The books are digitized in "text" format, with caps for terms in italic, bold or underlined, so they can be read easily by any machine, operating system or software. Digitization is done by scanning. The book is then proofread twice by two different people, who make any corrections necessary. When the original is in poor condition, as with very old books, it is typed in manually, word by word.

PG Europe operates under "life +50" copyright laws. DP Europe supports Unicode to be able to proofread books in numerous languages. Created in 1991 and widely used since 1998, Unicode is an encoding system that gives a unique number for every character in any language, contrary to the much older ASCII that was meant only for English and a few European languages.

The use of scanned books as is converted to text format by OCR software with no proofreading gives a much lower quality result. After running OCR software, the text is 99% reliable, in the best of cases. For this reason, Project Gutenberg's perspective is rather different from that of the Internet Archive. In its Text Archive, books are scanned and "OCRized", but they are not proofread.

As stated on both websites, "Remember that there is no commitment expected on this site. Proofread as often or as seldom as you like, and as many or as few pages as you like. We encourage people to do 'a page a day', but it's entirely up to you! We hope you will join us in our mission of 'preserving the literary history of the world in a freely available form for everyone to use'."

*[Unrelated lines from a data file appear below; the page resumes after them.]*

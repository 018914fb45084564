use std::collections::HashMap;

use crate::tileset::Frame;

/// Identity of one tile definition: tileset index plus local tile ID.
///
/// Animation state is keyed by this value, not by placement, so every cell
/// showing the same animated tile shares one playback state and stays in
/// frame sync. That aliasing is deliberate.
#[derive(Debug, Clone, Copy, PartialEq, Eq, Hash)]
pub struct TileDefId {
    /// Index of the tileset within the registry.
    pub tileset: usize,
    /// Tile index local to the tileset.
    pub local_id: u32,
}

#[derive(Debug, Clone)]
struct AnimationState {
    frames: Vec<Frame>,
    total_ms: f32,
    elapsed_ms: f32,
    frame: usize,
}

impl AnimationState {
    fn advance(&mut self, dt_ms: f32) {
        // All-zero durations would spin the catch-up loop forever.
        if self.total_ms <= 0.0 {
            self.elapsed_ms = 0.0;
            return;
        }
        self.elapsed_ms += dt_ms;
        // Catch up frame by frame so a dt spanning several frames (dropped
        // frames) still lands on the right one.
        while self.elapsed_ms >= self.frames[self.frame].duration_ms {
            self.elapsed_ms -= self.frames[self.frame].duration_ms;
            self.frame = (self.frame + 1) % self.frames.len();
        }
    }
}

/// Advances the playback state of every animated tile definition in a map.
///
/// A `u32` frame stamp deduplicates advancement: [`Map::update`] bumps the
/// stamp once per frame, and however many layers then request an advance,
/// the states move only once. The stamp skips 0 on wrap-around so a fresh
/// controller is never mistaken for an already-advanced one.
///
/// [`Map::update`]: crate::Map::update
#[derive(Debug, Clone, Default)]
pub struct AnimationController {
    states: HashMap<TileDefId, AnimationState>,
    frame_stamp: u32,
    advanced_stamp: u32,
}

impl AnimationController {
    /// Creates an empty controller.
    pub fn new() -> Self {
        Self::default()
    }

    /// Registers an animated tile definition. Empty frame lists are ignored.
    pub fn register(&mut self, id: TileDefId, frames: Vec<Frame>) {
        if frames.is_empty() {
            return;
        }
        let total_ms = frames.iter().map(|f| f.duration_ms).sum();
        self.states.entry(id).or_insert(AnimationState {
            frames,
            total_ms,
            elapsed_ms: 0.0,
            frame: 0,
        });
    }

    /// Whether a tile definition has a registered animation.
    pub fn is_animated(&self, id: TileDefId) -> bool {
        self.states.contains_key(&id)
    }

    /// Opens a new frame: subsequent [`advance_all`](Self::advance_all)
    /// calls advance states at most once until the next `begin_frame`.
    pub fn begin_frame(&mut self) {
        self.frame_stamp = self.frame_stamp.wrapping_add(1);
        if self.frame_stamp == 0 {
            self.frame_stamp = 1;
        }
    }

    /// Advances every state by `dt` seconds, once per opened frame.
    /// Non-positive `dt` marks the frame consumed without moving any state.
    pub fn advance_all(&mut self, dt: f32) {
        if self.advanced_stamp == self.frame_stamp {
            return;
        }
        self.advanced_stamp = self.frame_stamp;
        if dt <= 0.0 {
            return;
        }
        let dt_ms = dt * 1000.0;
        for state in self.states.values_mut() {
            state.advance(dt_ms);
        }
    }

    /// Convenience for hosts driving the controller directly: one
    /// `begin_frame` plus one `advance_all`.
    pub fn update(&mut self, dt: f32) {
        self.begin_frame();
        self.advance_all(dt);
    }

    /// The GID currently shown for an animated tile definition, or `None`
    /// when the definition has no animation.
    pub fn current_gid(&self, id: TileDefId) -> Option<u32> {
        let state = self.states.get(&id)?;
        Some(state.frames[state.frame].gid)
    }
}

#[cfg(test)]
mod tests {
    use super::*;

    fn two_frame_controller() -> (AnimationController, TileDefId) {
        let id = TileDefId {
            tileset: 0,
            local_id: 4,
        };
        let mut ctrl = AnimationController::new();
        ctrl.register(
            id,
            vec![
                Frame {
                    gid: 10,
                    duration_ms: 100.0,
                },
                Frame {
                    gid: 11,
                    duration_ms: 150.0,
                },
            ],
        );
        (ctrl, id)
    }

    #[test]
    fn frames_advance_and_wrap_deterministically() {
        let (mut ctrl, id) = two_frame_controller();
        assert_eq!(ctrl.current_gid(id), Some(10));
        ctrl.update(0.100);
        assert_eq!(ctrl.current_gid(id), Some(11));
        ctrl.update(0.150);
        assert_eq!(ctrl.current_gid(id), Some(10));
    }

    #[test]
    fn large_dt_catches_up_across_multiple_frames() {
        let (mut ctrl, id) = two_frame_controller();
        // One full cycle (250ms) plus 100ms lands on frame 1.
        ctrl.update(0.350);
        assert_eq!(ctrl.current_gid(id), Some(11));
    }

    #[test]
    fn non_positive_dt_is_a_no_op() {
        let (mut ctrl, id) = two_frame_controller();
        ctrl.update(0.0);
        ctrl.update(-5.0);
        assert_eq!(ctrl.current_gid(id), Some(10));
    }

    #[test]
    fn advance_all_runs_once_per_frame_stamp() {
        let (mut ctrl, id) = two_frame_controller();
        ctrl.begin_frame();
        ctrl.advance_all(0.100);
        ctrl.advance_all(0.100);
        ctrl.advance_all(0.100);
        assert_eq!(ctrl.current_gid(id), Some(11));
    }

    #[test]
    fn frame_stamp_skips_zero_on_wrap() {
        let (mut ctrl, id) = two_frame_controller();
        ctrl.frame_stamp = u32::MAX - 1;
        ctrl.advanced_stamp = u32::MAX - 1;
        ctrl.update(0.100);
        assert_eq!(ctrl.frame_stamp, u32::MAX);
        ctrl.update(0.150);
        assert_eq!(ctrl.frame_stamp, 1);
        // Both updates actually advanced: back to the first frame.
        assert_eq!(ctrl.current_gid(id), Some(10));
    }

    #[test]
    fn zero_duration_animations_do_not_hang() {
        let id = TileDefId {
            tileset: 0,
            local_id: 0,
        };
        let mut ctrl = AnimationController::new();
        ctrl.register(
            id,
            vec![Frame {
                gid: 3,
                duration_ms: 0.0,
            }],
        );
        ctrl.update(1.0);
        assert_eq!(ctrl.current_gid(id), Some(3));
    }

    #[test]
    fn unregistered_definitions_report_no_gid() {
        let ctrl = AnimationController::new();
        assert_eq!(
            ctrl.current_gid(TileDefId {
                tileset: 0,
                local_id: 1
            }),
            None
        );
    }
}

When the original is in poor condition, as with very old books, it is keyed in manually, word by word. Some volunteers themselves prefer to type short texts, or works they particularly like. But most books are scanned, "OCRized" and proofread. The assets of digitization in "text format" are numerous.

A discussion forum allows them to ask questions or seek help at any time. A project manager oversees the progress of a particular book through its different steps on the website. On August 3, 2005, 7,639 books were completed, 1,250 books were in progress and 831 books were being proofread.

They were not written for carefully edited, thrice- proofread, leather-bound volumes, but ground out for the unwashed hand of a Waco printer's devil, done into hastily set type and jammed between badly set beer ads and patent medicine testimonials, on a thin, little job-press sheet that could be rolled up and stuck through a wedding ring.

In each case, someone else will proofread it. They can use ASCII and any other format. Everybody is welcome, whatever the method and whatever the format. Any volunteer anywhere is welcome, for any language. There is a lot to do. As stated on both websites, "Remember that there is no commitment expected on this site.

On May 1st, 2008, 13,039 books were completed, 1,840 books were in progress and 1,000 books were being proofread. The proofreader can easily compare both versions, note the differences and fix them. OCR is usually 99% accurate, which makes for about 10 corrections a page. The proofreader saves each page as it is completed and can then either stop work or do another.